Saved entries:
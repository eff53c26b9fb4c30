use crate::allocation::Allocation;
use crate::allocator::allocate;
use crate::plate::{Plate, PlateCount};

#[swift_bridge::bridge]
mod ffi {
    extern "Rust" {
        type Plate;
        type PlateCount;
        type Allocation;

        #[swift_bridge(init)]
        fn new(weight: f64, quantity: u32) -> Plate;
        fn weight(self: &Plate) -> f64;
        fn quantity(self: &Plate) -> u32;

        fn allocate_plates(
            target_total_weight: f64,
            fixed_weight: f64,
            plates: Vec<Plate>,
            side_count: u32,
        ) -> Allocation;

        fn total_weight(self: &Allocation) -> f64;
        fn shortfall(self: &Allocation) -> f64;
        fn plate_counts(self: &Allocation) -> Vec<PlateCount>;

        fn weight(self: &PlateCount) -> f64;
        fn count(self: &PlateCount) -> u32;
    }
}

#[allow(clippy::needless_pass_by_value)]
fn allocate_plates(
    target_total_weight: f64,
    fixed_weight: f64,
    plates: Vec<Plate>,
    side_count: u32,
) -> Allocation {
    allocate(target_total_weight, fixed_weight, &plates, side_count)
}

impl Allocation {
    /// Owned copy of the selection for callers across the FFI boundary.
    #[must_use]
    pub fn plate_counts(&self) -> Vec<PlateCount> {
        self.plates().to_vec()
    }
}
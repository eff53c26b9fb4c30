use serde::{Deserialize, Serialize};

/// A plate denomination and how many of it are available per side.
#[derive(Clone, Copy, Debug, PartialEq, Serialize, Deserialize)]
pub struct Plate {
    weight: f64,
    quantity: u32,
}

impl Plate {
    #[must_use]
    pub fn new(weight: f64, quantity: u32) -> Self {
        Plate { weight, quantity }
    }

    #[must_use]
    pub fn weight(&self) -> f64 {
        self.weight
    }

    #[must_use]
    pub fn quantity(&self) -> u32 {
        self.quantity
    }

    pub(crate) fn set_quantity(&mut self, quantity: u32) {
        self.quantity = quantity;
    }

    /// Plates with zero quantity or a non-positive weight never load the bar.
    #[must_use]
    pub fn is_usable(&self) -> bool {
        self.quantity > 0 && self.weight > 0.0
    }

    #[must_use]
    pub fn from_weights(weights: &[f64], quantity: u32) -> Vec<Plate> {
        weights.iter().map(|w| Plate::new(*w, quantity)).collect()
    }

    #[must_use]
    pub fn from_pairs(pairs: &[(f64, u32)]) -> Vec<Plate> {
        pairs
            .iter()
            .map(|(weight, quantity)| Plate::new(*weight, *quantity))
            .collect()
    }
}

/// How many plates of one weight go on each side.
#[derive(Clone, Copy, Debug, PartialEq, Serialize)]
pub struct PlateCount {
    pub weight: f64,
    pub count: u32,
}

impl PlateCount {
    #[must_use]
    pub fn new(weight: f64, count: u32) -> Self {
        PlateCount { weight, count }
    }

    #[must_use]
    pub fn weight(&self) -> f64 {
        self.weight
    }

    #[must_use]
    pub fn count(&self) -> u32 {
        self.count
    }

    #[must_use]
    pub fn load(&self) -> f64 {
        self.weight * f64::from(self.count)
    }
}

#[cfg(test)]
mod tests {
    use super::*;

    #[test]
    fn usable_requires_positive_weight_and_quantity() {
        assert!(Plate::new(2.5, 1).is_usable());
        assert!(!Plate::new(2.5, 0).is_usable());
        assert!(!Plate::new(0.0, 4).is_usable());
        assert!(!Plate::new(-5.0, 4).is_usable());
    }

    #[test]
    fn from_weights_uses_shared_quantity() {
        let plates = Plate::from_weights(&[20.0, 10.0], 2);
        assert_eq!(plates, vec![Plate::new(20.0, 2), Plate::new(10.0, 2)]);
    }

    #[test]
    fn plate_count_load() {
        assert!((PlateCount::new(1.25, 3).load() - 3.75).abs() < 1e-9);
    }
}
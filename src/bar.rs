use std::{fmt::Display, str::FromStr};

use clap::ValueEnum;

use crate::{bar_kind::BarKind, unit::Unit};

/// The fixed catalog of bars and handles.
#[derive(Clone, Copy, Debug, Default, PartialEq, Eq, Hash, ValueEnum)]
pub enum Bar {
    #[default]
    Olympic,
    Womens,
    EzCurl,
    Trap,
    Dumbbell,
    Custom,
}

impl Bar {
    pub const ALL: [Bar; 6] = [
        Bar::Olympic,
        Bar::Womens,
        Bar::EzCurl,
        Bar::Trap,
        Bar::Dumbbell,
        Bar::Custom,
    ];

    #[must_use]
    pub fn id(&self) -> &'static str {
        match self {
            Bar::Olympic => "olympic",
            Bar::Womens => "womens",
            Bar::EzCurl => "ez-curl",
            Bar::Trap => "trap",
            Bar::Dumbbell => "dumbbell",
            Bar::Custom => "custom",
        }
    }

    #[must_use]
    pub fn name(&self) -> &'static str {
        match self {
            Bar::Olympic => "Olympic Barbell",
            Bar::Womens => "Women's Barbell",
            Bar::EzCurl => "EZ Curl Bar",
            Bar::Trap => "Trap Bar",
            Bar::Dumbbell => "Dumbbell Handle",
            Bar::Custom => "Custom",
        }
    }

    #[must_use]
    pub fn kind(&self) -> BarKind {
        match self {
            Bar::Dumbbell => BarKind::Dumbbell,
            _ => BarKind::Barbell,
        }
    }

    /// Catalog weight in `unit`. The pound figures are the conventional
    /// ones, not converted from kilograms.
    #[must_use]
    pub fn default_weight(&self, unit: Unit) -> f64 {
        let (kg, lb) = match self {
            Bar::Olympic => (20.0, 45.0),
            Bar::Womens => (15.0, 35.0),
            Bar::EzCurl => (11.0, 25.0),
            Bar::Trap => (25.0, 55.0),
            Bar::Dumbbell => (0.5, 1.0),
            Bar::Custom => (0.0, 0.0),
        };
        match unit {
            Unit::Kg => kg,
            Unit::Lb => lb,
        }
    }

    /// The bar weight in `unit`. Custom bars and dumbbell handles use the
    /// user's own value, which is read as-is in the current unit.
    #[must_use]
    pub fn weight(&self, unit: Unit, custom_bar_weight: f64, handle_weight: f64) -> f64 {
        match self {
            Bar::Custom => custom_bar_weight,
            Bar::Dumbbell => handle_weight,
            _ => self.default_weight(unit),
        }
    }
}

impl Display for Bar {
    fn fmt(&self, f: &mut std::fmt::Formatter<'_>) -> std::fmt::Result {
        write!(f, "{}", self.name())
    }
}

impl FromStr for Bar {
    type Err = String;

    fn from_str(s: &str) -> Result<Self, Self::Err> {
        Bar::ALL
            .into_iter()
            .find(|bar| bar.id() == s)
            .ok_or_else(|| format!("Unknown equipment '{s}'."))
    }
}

Exercise instructions: The lines to return are those in the records above that hold the word "Serialize".

Task response:
use serde::{Deserialize, Serialize};
#[derive(Clone, Copy, Debug, PartialEq, Serialize, Deserialize)]
#[derive(Clone, Copy, Debug, PartialEq, Serialize)]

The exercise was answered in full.